* Activity *
Scan the entries below for the word "content", then copy each line that holds it.

* Record set *
--- START ---
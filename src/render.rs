//! JSON writer for `index.json`.
//!
//! Output is pretty-printed with 2-space indentation and a trailing newline.
//! Non-ASCII text is written as UTF-8, not escaped.

use crate::model::Index;
use anyhow::{Context, Result};
use serde_json::Value;
use std::fs;
use std::path::Path;

/// Serialize the index to its on-disk text form.
pub fn render(index: &Index) -> Result<String> {
    let mut out = serde_json::to_string_pretty(index).context("failed to serialize index")?;
    out.push('\n');
    Ok(out)
}

/// Write the index to `path`, replacing any previous content.
pub fn write_index(path: &Path, index: &Index) -> Result<()> {
    let output = render(index)?;
    fs::write(path, output).with_context(|| format!("failed to write {}", path.display()))
}

/// Whether the file at `path` already holds exactly this index.
///
/// Compared as JSON values, so formatting differences do not count.
pub fn is_up_to_date(path: &Path, index: &Index) -> Result<bool> {
    let content = match fs::read_to_string(path) {
        Ok(content) => content,
        Err(e) if e.kind() == std::io::ErrorKind::NotFound => return Ok(false),
        Err(e) => {
            return Err(e).with_context(|| format!("failed to read {}", path.display()));
        }
    };
    let Ok(existing) = serde_json::from_str::<Value>(&content) else {
        return Ok(false);
    };
    let expected = serde_json::to_value(index).context("failed to serialize index")?;
    Ok(existing == expected)
}
//! Site metadata carried over from a previous `index.json`.

use crate::model::SiteMetadata;
use anyhow::{Context, Result};
use serde_json::Value;
use std::fs;
use std::path::Path;

/// Load the `site` object from an existing index, falling back to defaults.
///
/// A missing index is the normal first-run case and is silent. Anything else
/// that prevents reading the metadata is reported as a warning.
pub fn load_site_metadata(index_path: &Path) -> SiteMetadata {
    if !index_path.exists() {
        return SiteMetadata::default();
    }
    match read_site(index_path) {
        Ok(Some(Value::Object(map))) => SiteMetadata(map),
        Ok(Some(other)) => {
            eprintln!(
                "warning: discarding \"site\" in {}: expected an object, found {}; using default site metadata",
                index_path.display(),
                other
            );
            SiteMetadata::default()
        }
        Ok(None) => SiteMetadata::default(),
        Err(e) => {
            eprintln!(
                "warning: failed to read existing {}: {:#}",
                index_path.display(),
                e
            );
            SiteMetadata::default()
        }
    }
}

/// Raw `site` value of the index at `index_path`, if it has one.
fn read_site(index_path: &Path) -> Result<Option<Value>> {
    let content = fs::read_to_string(index_path)
        .with_context(|| format!("failed to read {}", index_path.display()))?;
    let mut data: Value = serde_json::from_str(&content).context("invalid JSON")?;

    Ok(data.get_mut("site").map(Value::take))
}
//! docindex — build `index.json` for a folder of Markdown documentation.
//!
//! Each subdirectory of the docs root is a project; each `.md` file inside it
//! is a document. Titles are derived from the names (`01-Getting-Started.md`
//! → "Getting Started"). The `site` block of an existing index is kept as is.
//!
//! - **default**: `docindex` scans `docs/` and rewrites `docs/index.json`
//! - **check mode**: `docindex --check` fails if the index on disk is stale

mod model;
mod render;
mod scan;
mod site;
mod title;

use anyhow::{bail, Result};
use clap::Parser;
use std::path::{Path, PathBuf};

#[derive(Parser)]
#[command(
    name = "docindex",
    about = "Generate a JSON index of Markdown documentation projects"
)]
struct Cli {
    /// Docs root; every subdirectory holding .md files becomes a project
    #[arg(short = 'd', long, default_value = "docs")]
    docs_dir: PathBuf,

    /// Index file to read site metadata from and write to [default: <DOCS_DIR>/index.json]
    #[arg(short = 'o', long)]
    output: Option<PathBuf>,

    /// Additional directory names to skip (glob patterns, repeatable)
    #[arg(short = 'x', long)]
    exclude: Vec<String>,

    /// Verify the index is current instead of writing it
    #[arg(long)]
    check: bool,
}

impl Cli {
    fn output_path(&self) -> PathBuf {
        self.output
            .clone()
            .unwrap_or_else(|| self.docs_dir.join("index.json"))
    }
}

fn main() -> Result<()> {
    let cli = Cli::parse();
    run(&cli)
}

fn run(cli: &Cli) -> Result<()> {
    let exclusions = scan::Exclusions::new(&cli.exclude)?;
    let root = cli.docs_dir.as_path();
    let output = cli.output_path();

    println!("Scanning directory: {}", root.display());

    if !root.exists() {
        if cli.check {
            bail!("docs directory not found: {}", root.display());
        }
        println!("Error: {} not found.", root.display());
        return Ok(());
    }

    let site = site::load_site_metadata(&output);

    let projects = match scan::scan_projects(root, &exclusions) {
        Ok(projects) => projects,
        Err(e) if !cli.check => {
            println!("Error accessing docs directory: {:#}", e);
            return Ok(());
        }
        Err(e) => return Err(e),
    };

    let index = model::Index { site, projects };

    if cli.check {
        return check(&output, &index);
    }

    match render::write_index(&output, &index) {
        Ok(()) => println!("Success! Updated {}", output.display()),
        Err(e) => println!("Error writing {}: {:#}", output.display(), e),
    }
    Ok(())
}

/// Compare the freshly built index with the one on disk.
fn check(output: &Path, index: &model::Index) -> Result<()> {
    if render::is_up_to_date(output, index)? {
        println!("Index is up to date: {}", output.display());
        Ok(())
    } else {
        bail!(
            "index is stale: {} (run docindex to regenerate)",
            output.display()
        )
    }
}
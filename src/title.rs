//! Human-readable titles from file and directory names.
//!
//! `"01-Getting-Started.md"` → `"Getting Started"`, `"intro_doc.md"` → `"Intro Doc"`.

use regex::Regex;
use std::sync::LazyLock;

/// Extension of the files picked up as documents.
pub const MARKDOWN_EXT: &str = ".md";

/// Ordering prefix such as `01-`, `2_` or `10.` at the start of a name.
static RE_ORDER_PREFIX: LazyLock<Regex> =
    LazyLock::new(|| Regex::new(r"^\d+[-_.]+").unwrap());

/// Remove a trailing `.md`, unless that would leave nothing (e.g. a file named `.md`).
pub fn strip_extension(name: &str) -> &str {
    match name.strip_suffix(MARKDOWN_EXT) {
        Some(stem) if !stem.is_empty() => stem,
        _ => name,
    }
}

/// Derive a display title from a file or directory name.
pub fn derive_title(name: &str) -> String {
    let stem = strip_extension(name);
    let stem = RE_ORDER_PREFIX.replace(stem, "");
    let spaced = stem.replace(['-', '_'], " ");
    title_case(&spaced)
}

/// Upper-case the first cased letter of every word, lower-case the rest.
///
/// A word starts after any character that is not itself cased, so digits and
/// punctuation begin a new word: `"2nd"` → `"2Nd"`, `"o'neil"` → `"O'Neil"`.
fn title_case(s: &str) -> String {
    let mut out = String::with_capacity(s.len());
    let mut prev_cased = false;
    for c in s.chars() {
        if prev_cased {
            out.extend(c.to_lowercase());
        } else {
            out.extend(c.to_uppercase());
        }
        prev_cased = is_cased(c);
    }
    out
}

fn is_cased(c: char) -> bool {
    c.is_uppercase() || c.is_lowercase()
}
// sqlx error mapping

use csvjob_core::error::AppError;

/// Convert sqlx::Error to AppError::Database with structured information
pub fn map_sqlx_error(err: sqlx::Error) -> AppError {
    AppError::Database(describe(&err))
}

/// Same description, reported as a ledger failure
pub(crate) fn map_ledger_error(err: sqlx::Error) -> AppError {
    AppError::Ledger(describe(&err))
}

/// Same description, reported as a queue failure
pub(crate) fn map_queue_error(err: sqlx::Error) -> AppError {
    AppError::Queue(describe(&err))
}

fn describe(err: &sqlx::Error) -> String {
    match err {
        sqlx::Error::Database(db_err) => match db_err.code() {
            // SQLite error codes: https://www.sqlite.org/rescode.html
            Some(code) => match code.as_ref() {
                "2067" | "1555" => {
                    format!("Unique constraint violation: {} ({})", db_err.message(), code)
                }
                "5" => format!("Database locked (SQLITE_BUSY): {}", db_err.message()),
                "13" => format!("Database full: {}", db_err.message()),
                other => format!("Database error [{}]: {}", other, db_err.message()),
            },
            None => format!("Database error: {}", db_err.message()),
        },
        sqlx::Error::RowNotFound => "Row not found".to_string(),
        sqlx::Error::ColumnNotFound(col) => format!("Column not found: {}", col),
        sqlx::Error::PoolTimedOut => "Connection pool timed out".to_string(),
        // Connection, pool, protocol errors
        other => other.to_string(),
    }
}
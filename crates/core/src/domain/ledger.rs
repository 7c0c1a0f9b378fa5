// Idempotency Ledger Model

use super::{JobId, ObjectLocation};
use std::fmt;

/// Job identity optionally paired with a content checksum
///
/// Ledger rows are keyed by `job_id` alone; the checksum only refines
/// completion matching (see `IdempotencyCoordinator::is_completed`).
#[derive(Debug, Clone, PartialEq, Eq)]
pub struct IdempotencyKey {
    job_id: JobId,
    checksum: Option<String>,
}

impl IdempotencyKey {
    /// Blank checksums are normalized to absent
    pub fn new(job_id: JobId, checksum: Option<String>) -> Self {
        let checksum = checksum.filter(|c| !c.trim().is_empty());
        Self { job_id, checksum }
    }

    pub fn for_job(job_id: JobId) -> Self {
        Self::new(job_id, None)
    }

    pub fn job_id(&self) -> &JobId {
        &self.job_id
    }

    pub fn checksum(&self) -> Option<&str> {
        self.checksum.as_deref()
    }

    /// Same identity, now carrying the computed checksum
    pub fn with_checksum(&self, checksum: impl Into<String>) -> Self {
        Self::new(self.job_id, Some(checksum.into()))
    }

    /// Canonical form: `jobId` or `jobId:checksum`
    pub fn as_key_string(&self) -> String {
        match &self.checksum {
            Some(checksum) => format!("{}:{}", self.job_id, checksum),
            None => self.job_id.to_string(),
        }
    }
}

impl fmt::Display for IdempotencyKey {
    fn fmt(&self, f: &mut fmt::Formatter<'_>) -> fmt::Result {
        f.write_str(&self.as_key_string())
    }
}

/// Ledger entry state for one job identity
///
/// `Absent -> InProgress -> Completed`; `Completed` is terminal.
#[derive(Debug, Clone, PartialEq, Eq)]
pub enum LedgerStatus {
    Absent,
    InProgress {
        checksum: Option<String>,
    },
    Completed {
        checksum: String,
        output: ObjectLocation,
    },
}

impl LedgerStatus {
    pub fn is_completed(&self) -> bool {
        matches!(self, LedgerStatus::Completed { .. })
    }

    pub fn label(&self) -> &'static str {
        match self {
            LedgerStatus::Absent => "ABSENT",
            LedgerStatus::InProgress { .. } => "IN_PROGRESS",
            LedgerStatus::Completed { .. } => "COMPLETED",
        }
    }
}

impl fmt::Display for LedgerStatus {
    fn fmt(&self, f: &mut fmt::Formatter<'_>) -> fmt::Result {
        f.write_str(self.label())
    }
}

#[cfg(test)]
mod tests {
    use super::*;

    fn job_id() -> JobId {
        "9d3b7c1a-2e4f-4a6b-8c0d-1e2f3a4b5c6d".parse().unwrap()
    }

    #[test]
    fn test_key_string_without_checksum() {
        let key = IdempotencyKey::for_job(job_id());
        assert_eq!(key.as_key_string(), "9d3b7c1a-2e4f-4a6b-8c0d-1e2f3a4b5c6d");
    }

    #[test]
    fn test_blank_checksum_treated_as_absent() {
        let key = IdempotencyKey::new(job_id(), Some("  ".to_string()));
        assert_eq!(key.checksum(), None);
        assert_eq!(key.as_key_string(), job_id().to_string());
    }

    #[test]
    fn test_key_string_with_checksum() {
        let key = IdempotencyKey::for_job(job_id()).with_checksum("abc123");
        assert_eq!(
            key.as_key_string(),
            "9d3b7c1a-2e4f-4a6b-8c0d-1e2f3a4b5c6d:abc123"
        );
        assert_eq!(key.job_id(), &job_id());
    }
}
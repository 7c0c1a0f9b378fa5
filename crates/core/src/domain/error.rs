// Domain Error Types

use thiserror::Error;

#[derive(Error, Debug, PartialEq, Eq)]
pub enum DomainError {
    #[error("{0} must not be blank")]
    BlankField(&'static str),

    #[error("Invalid job id: {0}")]
    InvalidJobId(String),

    #[error("Unsupported file type: {0}")]
    UnsupportedFileType(String),
}

pub type Result<T> = std::result::Result<T, DomainError>;

/// Reject empty or whitespace-only values
pub(crate) fn require_non_blank(value: &str, field: &'static str) -> Result<()> {
    if value.trim().is_empty() {
        return Err(DomainError::BlankField(field));
    }
    Ok(())
}
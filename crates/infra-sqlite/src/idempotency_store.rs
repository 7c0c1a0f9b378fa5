// SQLite IdempotencyStore Implementation (IDP_MODE=DURABLE)

use crate::error::map_ledger_error;
use async_trait::async_trait;
use csvjob_core::config::validate_identifier;
use csvjob_core::domain::{JobId, LedgerStatus, ObjectLocation};
use csvjob_core::error::{AppError, Result};
use csvjob_core::port::{IdempotencyStore, TimeProvider};
use sqlx::SqlitePool;
use std::sync::Arc;
use tracing::info;

const STATUS_IN_PROGRESS: &str = "IN_PROGRESS";
const STATUS_COMPLETED: &str = "COMPLETED";

/// Ledger rows keyed by job id in a configurable table
///
/// Acquire is a single conditional insert; the primary key is the arbiter
/// between concurrent workers.
pub struct SqliteIdempotencyStore {
    pool: SqlitePool,
    table: String,
    time_provider: Arc<dyn TimeProvider>,
}

impl SqliteIdempotencyStore {
    /// # Errors
    /// - AppError::Config if `table` is not a plain identifier
    pub fn new(
        pool: SqlitePool,
        table: impl Into<String>,
        time_provider: Arc<dyn TimeProvider>,
    ) -> Result<Self> {
        let table = table.into();
        validate_identifier(&table)?;
        Ok(Self {
            pool,
            table,
            time_provider,
        })
    }

    /// Create the ledger table if missing
    pub async fn init(&self) -> Result<()> {
        let sql = format!(
            r#"
            CREATE TABLE IF NOT EXISTS {} (
                job_id TEXT PRIMARY KEY,
                status TEXT NOT NULL,
                checksum TEXT,
                output_bucket TEXT,
                output_key TEXT,
                created_at INTEGER NOT NULL,
                updated_at INTEGER NOT NULL
            )
            "#,
            self.table
        );
        sqlx::query(&sql)
            .execute(&self.pool)
            .await
            .map_err(map_ledger_error)?;

        info!(table = %self.table, "Ledger table ready");
        Ok(())
    }

    pub fn table(&self) -> &str {
        &self.table
    }
}

#[derive(sqlx::FromRow)]
struct LedgerRow {
    status: String,
    checksum: Option<String>,
    output_bucket: Option<String>,
    output_key: Option<String>,
}

impl LedgerRow {
    fn into_status(self, job_id: &JobId) -> Result<LedgerStatus> {
        match self.status.as_str() {
            STATUS_IN_PROGRESS => Ok(LedgerStatus::InProgress {
                checksum: self.checksum,
            }),
            STATUS_COMPLETED => {
                let (Some(checksum), Some(bucket), Some(key)) =
                    (self.checksum, self.output_bucket, self.output_key)
                else {
                    return Err(AppError::Ledger(format!(
                        "Completed entry {} is missing checksum or output",
                        job_id
                    )));
                };
                Ok(LedgerStatus::Completed {
                    checksum,
                    output: ObjectLocation::new(bucket, key)?,
                })
            }
            other => Err(AppError::Ledger(format!(
                "Unknown ledger status '{}' for {}",
                other, job_id
            ))),
        }
    }
}

#[async_trait]
impl IdempotencyStore for SqliteIdempotencyStore {
    async fn try_acquire(&self, job_id: &JobId, checksum: Option<&str>) -> Result<bool> {
        let now = self.time_provider.now_millis();
        let sql = format!(
            r#"
            INSERT INTO {} (job_id, status, checksum, created_at, updated_at)
            VALUES (?, ?, ?, ?, ?)
            ON CONFLICT(job_id) DO NOTHING
            "#,
            self.table
        );

        let result = sqlx::query(&sql)
            .bind(job_id.to_string())
            .bind(STATUS_IN_PROGRESS)
            .bind(checksum)
            .bind(now)
            .bind(now)
            .execute(&self.pool)
            .await
            .map_err(map_ledger_error)?;

        Ok(result.rows_affected() == 1)
    }

    async fn status(&self, job_id: &JobId) -> Result<LedgerStatus> {
        let sql = format!(
            "SELECT status, checksum, output_bucket, output_key FROM {} WHERE job_id = ?",
            self.table
        );

        let row: Option<LedgerRow> = sqlx::query_as(&sql)
            .bind(job_id.to_string())
            .fetch_optional(&self.pool)
            .await
            .map_err(map_ledger_error)?;

        match row {
            Some(row) => row.into_status(job_id),
            None => Ok(LedgerStatus::Absent),
        }
    }

    async fn complete(
        &self,
        job_id: &JobId,
        checksum: &str,
        output: &ObjectLocation,
    ) -> Result<()> {
        let now = self.time_provider.now_millis();
        let sql = format!(
            r#"
            INSERT INTO {} (job_id, status, checksum, output_bucket, output_key, created_at, updated_at)
            VALUES (?, ?, ?, ?, ?, ?, ?)
            ON CONFLICT(job_id) DO UPDATE SET
                status = excluded.status,
                checksum = excluded.checksum,
                output_bucket = excluded.output_bucket,
                output_key = excluded.output_key,
                updated_at = excluded.updated_at
            "#,
            self.table
        );

        sqlx::query(&sql)
            .bind(job_id.to_string())
            .bind(STATUS_COMPLETED)
            .bind(checksum)
            .bind(output.bucket())
            .bind(output.key())
            .bind(now)
            .bind(now)
            .execute(&self.pool)
            .await
            .map_err(map_ledger_error)?;

        Ok(())
    }
}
--- END ---
* Response to this exercise *
/// Write the index to `path`, replacing any previous content.
    let content = match fs::read_to_string(path) {
        Ok(content) => content,
    let Ok(existing) = serde_json::from_str::<Value>(&content) else {
    let content = fs::read_to_string(index_path)
    let mut data: Value = serde_json::from_str(&content).context("invalid JSON")?;
/// Job identity optionally paired with a content checksum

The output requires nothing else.